HEALTHY AT 100 by Robbins John

HEALTHY AT 100 by Robbins John

Author:Robbins, John [Robbins, John]
Language: eng
Format: epub
Publisher: Random House, Inc.
Published: 2008-12-09T20:00:00+00:00


10

Born to Move

The aging process has you firmly in its grasp if you never get the urge to throw a snowball.

—Doug Larson

When George Burns was in his nineties, he received a letter saying: “My husband and I are senior citizens and we still care about each other. Is it okay to make love in the 90s?”

George replied: “I think it’s best around 70 or 75. If it gets any hotter than that, I turn on the air conditioner.”

Like Jack LaLanne, George Burns understood that the greatest misconception people have about the aging process is that it’s synonymous with decline and illness.

Like a fish unaware of water, we move about in a world of invisible assumptions. We usually don’t realize how pervasive are such negative beliefs about aging. We take them for granted. And we unconsciously pass them on to our children.

Witness, for example, “Secrets of Aging,” which opened at the Museum of Science in Boston in 2000. Billed as the first comprehensive exhibit on the topic of aging, the exhibit drew more than a halfmillion visitors in its six months in Boston, then toured nationally to other museums throughout the United States. The most popular component of the exhibit attracted long lines of children. It was called “Face Aging.”1

After waiting in line, each youngster sat down inside a booth and had his or her face photographed by an automatic camera. After another wait, the child’s digitized portrait appeared on a TV monitor. Then, by tapping a simple keyboard, each youngster could rapidly call up simulations of what he or she would “look like” at various ages. By tapping quickly, the series of stills could be made to run almost like a movie. The series of “photos” went up to the age of sixty-nine.
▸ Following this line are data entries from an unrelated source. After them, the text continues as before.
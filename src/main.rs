//! SensorWatch firmware: main entry point.
//!
//! ```text
//! ┌────────────────────────────────────────────────────────────────┐
//! │                      Adapters (outer ring)                     │
//! │                                                                │
//! │  HardwareAdapter   LogEventSink   HttpReporter   SystemClock   │
//! │  (Sensor+Actuator) (EventSink)    (ReportPort)   (ClockPort)   │
//! │  WifiAdapter       RemoteEngine ◀── channels ── remote-io thread│
//! │                                                                │
//! │  ──────────────── Port Trait Boundary ───────────────────      │
//! │                                                                │
//! │  ┌────────────────────────────────────────────────────────┐    │
//! │  │              AppService (pure logic)                   │    │
//! │  │  Alerts · Button guard · setRPM · Report timer         │    │
//! │  └────────────────────────────────────────────────────────┘    │
//! └────────────────────────────────────────────────────────────────┘
//! ```
//!
//! The control loop is the only writer of device state.  Between ticks it
//! drains remote requests every [`REMOTE_POLL`].

use core::time::Duration;

use anyhow::{Result, anyhow};
use esp_idf_hal::gpio::{Pin, PinDriver, Pull};
use esp_idf_hal::ledc::config::TimerConfig;
use esp_idf_hal::ledc::{LedcDriver, LedcTimerDriver, Resolution};
use esp_idf_hal::peripherals::Peripherals;
use esp_idf_hal::units::Hertz;
use esp_idf_svc::eventloop::EspSystemEventLoop;
use esp_idf_svc::nvs::EspDefaultNvsPartition;
use esp_idf_svc::wifi::{BlockingWifi, EspWifi};
use log::{info, warn};

use sensorwatch::adapters::hardware::HardwareAdapter;
use sensorwatch::adapters::http::HttpReporter;
use sensorwatch::adapters::log_sink::LogEventSink;
use sensorwatch::adapters::time::SystemClock;
use sensorwatch::adapters::wifi::WifiAdapter;
use sensorwatch::app::ports::{ActuatorPort, ClockPort, ConnectivityPort, EventSink};
use sensorwatch::app::service::AppService;
use sensorwatch::config::{REMOTE_PSK, SystemConfig, WIFI_PASS, WIFI_SSID};
use sensorwatch::drivers::button::ButtonDriver;
use sensorwatch::drivers::hw_init;
use sensorwatch::drivers::led::IndicatorLed;
use sensorwatch::drivers::motor::MotorDriver;
use sensorwatch::pins;
use sensorwatch::remote::channels::{send_response, try_recv_command};
use sensorwatch::remote::engine::RemoteEngine;
use sensorwatch::remote::io_task;
use sensorwatch::remote::transport::{NullTransport, TcpTransport};
use sensorwatch::sensors::SensorHub;

/// Remote request drain period between control ticks.
const REMOTE_POLL: Duration = Duration::from_millis(20);

/// Re-association attempt period while WiFi is down.
const WIFI_RETRY_MS: u64 = 30_000;

fn main() -> Result<()> {
    // ── 1. ESP-IDF bootstrap ──────────────────────────────────
    esp_idf_svc::sys::link_patches();
    esp_idf_logger::init()?;

    info!("SensorWatch v{}", env!("CARGO_PKG_VERSION"));

    // ── 2. Configuration ──────────────────────────────────────
    let config = SystemConfig::default();
    config.validate().map_err(|e| anyhow!("config: {e}"))?;

    // ── 3. Peripherals ────────────────────────────────────────
    hw_init::init_adc().map_err(|e| anyhow!("{e}"))?;

    let peripherals = Peripherals::take()?;
    let gpio = peripherals.pins;

    let led_gpio = gpio.gpio4;
    let motor_gpio = gpio.gpio5;
    let button_gpio = gpio.gpio6;
    check_pin(&led_gpio, pins::LED_GPIO, "LED")?;
    check_pin(&motor_gpio, pins::MOTOR_PWM_GPIO, "motor PWM")?;
    check_pin(&button_gpio, pins::BUTTON_GPIO, "button")?;

    let led_pin = PinDriver::output(led_gpio)?;
    let mut button_pin = PinDriver::input(button_gpio)?;
    button_pin.set_pull(Pull::Up)?;

    let motor_timer = LedcTimerDriver::new(
        peripherals.ledc.timer0,
        &TimerConfig::default()
            .frequency(Hertz(pins::MOTOR_PWM_FREQ_HZ))
            .resolution(Resolution::Bits8),
    )?;
    let motor_pwm = LedcDriver::new(peripherals.ledc.channel0, &motor_timer, motor_gpio)?;

    let mut hw = HardwareAdapter::new(
        SensorHub::new(&config),
        IndicatorLed::new(led_pin),
        MotorDriver::new(motor_pwm),
        ButtonDriver::new(button_pin),
    );
    let mut sink = LogEventSink::new();
    let clock = SystemClock::new();

    // ── 4. Application core ───────────────────────────────────
    let mut app = AppService::new(config.clone());
    app.start(&mut hw, &mut sink);

    // ── 5. Network ────────────────────────────────────────────
    let sysloop = EspSystemEventLoop::take()?;
    let nvs = EspDefaultNvsPartition::take()?;
    let esp_wifi = EspWifi::new(peripherals.modem, sysloop.clone(), Some(nvs))?;
    let mut wifi = WifiAdapter::new(BlockingWifi::wrap(esp_wifi, sysloop)?, WIFI_SSID, WIFI_PASS)
        .map_err(|e| anyhow!("wifi: {e}"))?;
    if let Err(e) = wifi.connect() {
        warn!("WiFi unavailable at boot ({e}), reports will fail until it connects");
    }
    let mut last_wifi_attempt = clock.now_ms();

    let psk = REMOTE_PSK.as_bytes();
    let _io = if psk.is_empty() {
        warn!("remote: no REMOTE_PSK baked in, remote commands disabled");
        io_task::spawn(NullTransport, psk)?
    } else {
        match TcpTransport::bind(config.remote_port) {
            Ok(tcp) => io_task::spawn(tcp, psk)?,
            Err(e) => {
                warn!("remote: bind :{} failed ({e}), remote commands disabled", config.remote_port);
                io_task::spawn(NullTransport, psk)?
            }
        }
    };

    let mut http = HttpReporter::new();
    let mut engine = RemoteEngine::new(&config);
    let interval_ms = u64::from(config.control_loop_interval_ms);

    // ── 6. Control loop ───────────────────────────────────────
    loop {
        let tick_start = clock.now_ms();
        app.tick(tick_start, &mut hw, &mut sink, &mut http);

        if !wifi.is_connected() && tick_start.saturating_sub(last_wifi_attempt) >= WIFI_RETRY_MS {
            last_wifi_attempt = tick_start;
            if let Err(e) = wifi.connect() {
                warn!("WiFi retry failed: {e}");
            }
        }

        let next_tick = tick_start + interval_ms;
        loop {
            drain_remote(&mut engine, &mut app, &mut hw, &mut sink);
            if clock.now_ms() >= next_tick {
                break;
            }
            std::thread::sleep(REMOTE_POLL);
        }
    }
}

/// Refuse to boot when a taken peripheral pin disagrees with [`pins`].
fn check_pin(pin: &impl Pin, expected: i32, role: &str) -> Result<()> {
    let actual = i32::from(pin.pin());
    if actual == expected {
        Ok(())
    } else {
        Err(anyhow!("{role}: took GPIO{actual}, pins table says GPIO{expected}"))
    }
}

fn drain_remote(
    engine: &mut RemoteEngine,
    app: &mut AppService,
    hw: &mut impl ActuatorPort,
    sink: &mut impl EventSink,
) {
    while let Some(cmd) = try_recv_command() {
        if let Some(frame) = engine.dispatch_frame(&cmd.frame, app, hw, sink) {
            send_response(cmd.peer, frame);
        }
    }
}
Everything about the exhibit implied scientific truth. It was held in the Museum of Science, and it involved an impressive array of complex and nonhuman technologies: the photo taken by a robot eye with no human involvement, the computer-driven graphics, the “interactive” button that produced an aging effect forward and then reversed it if you went backward.

What did the children see? As the “years” went by, the computer added grotesque pouches, reddish skin, and blotches to their familiar features. Their faces sagged and distorted, becoming increasingly repulsive.

When the children emerged from the booth, they were shaken. One eight-year-old girl within the hearing of a Boston Globe reporter moaned, “I don’t want to get old.” When author Margaret Gullette interviewed children as they exited, she asked, “What did you learn?” The answer was always the same: “I don’t want to get old.”2

Whatever the people who designed the booth intended, the message that came across to the children was that regardless of the choices they might make in their lives, regardless of how they eat or whether they exercise, and regardless of the kind of people they become, they will inevitably become ugly as they age. The message they received was that with each passing year, their appearance would become, predictably and inescapably, more and more repulsive.